Hyper-Active Real Estate Trends for Distribution Centers
by Allison Boden, on Apr 20, 2022 8:46:59 AM
Those associated with the industrial real estate industry will attest that the current market is more active than most can remember. This hyperactivity continues to have a material impact on location decisions within the distribution sector, which has been increasing warehousing capacity across the United States at a record pace. Site Selection Group, a full-service location advisory, economic incentives, and real estate services firm, monitors critical industrial site selection data metrics to help our clients make informed location decisions. While many of our distribution clients are aware of the hyper-active market, they are often still surprised when faced with the constrained availability of real estate and associated costs.
Vacancy rates are at an all-time low
As a result of the industrial market being so active over the past couple of years, vacancy rates are at an all-time low of 4.1% in Q2 of 2022 and falling as real estate developers struggle to build buildings fast enough to keep up with demand. However, vacancy rates are projected to bottom out this year as a gradual slowing in leasing approaches in the industrial market. The chart below shows how vacancy rates have declined over the past five years across multiple sectors. As you can see, the curve starts to flatten in early 2022 signaling that vacancy rates are projected to bottom out in late 2022 to early 2023, before increasing again in 2024-2025.
Rent growth is projected to decelerate
Since the start of the pandemic in 2020, U.S. industrial rents have been accelerating. Recently, this growth was further accelerated by a lack of supply in the industrial market to meet demand. As of Q2 2022, annual industrial rent growth is running at 10.6%, with even higher year-over-year rent growth in the distribution and logistics sector specifically (11.9%). While rent growth has peaked, rent growth is not projected to lower to pre-pandemic levels until late 2023. The graph below shows the historical YOY rent increases in the industrial market and the forecasted projections for the next few years.

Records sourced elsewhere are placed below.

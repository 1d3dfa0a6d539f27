//! Thin capability surface over the underlying transport provider.
//!
//! The provider owns the actual wires: endpoints, tag matching, stream
//! channels, listeners. Everything here is non-blocking; an operation
//! either finishes during the call, fails during the call, or hands back a
//! request that the provider completes during some later [`progress`] of
//! the owning worker. Completions are written into the caller-owned
//! request slab, never delivered through a side channel, which is what
//! keeps the whole engine single-threaded and lock-free.
//!
//! [`progress`]: trait.Provider.html#tymethod.progress

use std::collections::VecDeque;
use std::net::SocketAddr;

use bytes::{Bytes, BytesMut};

use request::{RequestHandle, Requests};
use tag::Tag;
use Status;

pub const FEATURE_TAG: u64 = 1 << 0;
pub const FEATURE_STREAM: u64 = 1 << 1;
pub const FEATURE_WAKEUP: u64 = 1 << 2;
pub const FEATURE_RMA: u64 = 1 << 3;
pub const FEATURE_AMO32: u64 = 1 << 4;
pub const FEATURE_AMO64: u64 = 1 << 5;

/// Feature bits the engine cannot operate without.
pub const REQUIRED_FEATURES: u64 = FEATURE_TAG | FEATURE_STREAM;

#[derive(Debug, Copy, Clone, Eq, PartialEq, Hash, Ord, PartialOrd)]
pub struct WorkerId(pub u64);

#[derive(Debug, Copy, Clone, Eq, PartialEq, Hash, Ord, PartialOrd)]
pub struct ListenerId(pub u64);

#[derive(Debug, Copy, Clone, Eq, PartialEq, Hash, Ord, PartialOrd)]
pub struct EpId(pub u64);

#[derive(Debug, Copy, Clone, Eq, PartialEq, Hash, Ord, PartialOrd)]
pub struct ConnRequestId(pub u64);

/// Result of a non-blocking submission.
#[derive(Debug)]
pub enum Submit {
    /// The operation finished during the call.
    Done,
    /// The operation failed before anything was enqueued.
    Fail(Status),
    /// The operation is in flight under the given request. The provider
    /// may already have completed the request by the time the submission
    /// call returns; the submitter must inspect its `completed` flag.
    Pending(RequestHandle),
}

/// Out-of-band notifications surfaced during a worker's progress tick.
#[derive(Debug)]
pub enum ProviderEvent {
    /// An inbound connection request arrived on a listener.
    ConnRequest {
        listener: ListenerId,
        request: ConnRequestId,
    },
    /// An endpoint failed. Reported once per endpoint.
    EndpointError { ep: EpId, status: Status },
}

/// Static provider properties.
#[derive(Debug, Copy, Clone)]
pub struct ProviderAttrs {
    /// Feature bits the provider can satisfy.
    pub features: u64,
}

/// Capabilities the engine consumes from the transport.
///
/// Receives never report `Submit::Done`: an inline completion travels
/// through the request slot instead (allocate, complete, return
/// `Pending`), so the payload and sender tag always arrive the same way.
pub trait Provider {
    fn context_init(&mut self, features: u64) -> Result<(), Status>;
    fn context_cleanup(&mut self);
    fn query(&self) -> ProviderAttrs;

    fn worker_create(&mut self) -> Result<WorkerId, Status>;
    fn worker_destroy(&mut self, worker: WorkerId);

    fn listener_create(
        &mut self,
        worker: WorkerId,
        addr: SocketAddr,
    ) -> Result<ListenerId, Status>;
    fn listener_destroy(&mut self, listener: ListenerId);
    fn listener_reject(&mut self, request: ConnRequestId);
    /// Remote address of a pending connection request, if still known.
    fn conn_request_remote(&self, request: ConnRequestId) -> Option<SocketAddr>;

    fn ep_connect(&mut self, worker: WorkerId, addr: SocketAddr) -> Result<EpId, Status>;
    fn ep_accept(&mut self, worker: WorkerId, request: ConnRequestId) -> Result<EpId, Status>;
    /// Close an endpoint, aborting its in-flight traffic when `force` is
    /// set. May return a close request to poll for finalization.
    fn ep_close(&mut self, ep: EpId, force: bool, reqs: &mut Requests) -> Submit;

    fn tag_send(&mut self, ep: EpId, data: Bytes, tag: Tag, reqs: &mut Requests) -> Submit;
    fn tag_recv(
        &mut self,
        worker: WorkerId,
        buf: BytesMut,
        tag: Tag,
        mask: Tag,
        reqs: &mut Requests,
    ) -> Submit;
    fn stream_send(&mut self, ep: EpId, data: Bytes, reqs: &mut Requests) -> Submit;
    /// Ordered byte receive with wait-all semantics: the request completes
    /// only once `buf` has been filled to capacity.
    fn stream_recv(&mut self, ep: EpId, buf: BytesMut, reqs: &mut Requests) -> Submit;

    /// Ask the provider to abort an in-flight request. Cancellation is
    /// asynchronous; the request still completes (with a cancelled
    /// status) through the normal path. Unknown or already-completed
    /// requests are ignored.
    fn request_cancel(&mut self, worker: WorkerId, req: RequestHandle);

    /// Drive outstanding work for one worker. Completions land in `reqs`,
    /// out-of-band notifications in `events`. Returns whether anything
    /// made progress.
    fn progress(
        &mut self,
        worker: WorkerId,
        reqs: &mut Requests,
        events: &mut VecDeque<ProviderEvent>,
    ) -> bool;
}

Construction is unable to keep up with the demand
As discussed throughout this article, the supply of available industrial real estate has been unable to keep up with the amount of activity currently seen in the market. To illustrate this phenomenon, we show 12 major metros and the supply of buildings of 250,000 square feet and greater, both existing buildings and those currently under construction. Across each of these markets, the number of buildings that are under construction is greater than the current supply of existing buildings, and by a wide margin in some instances.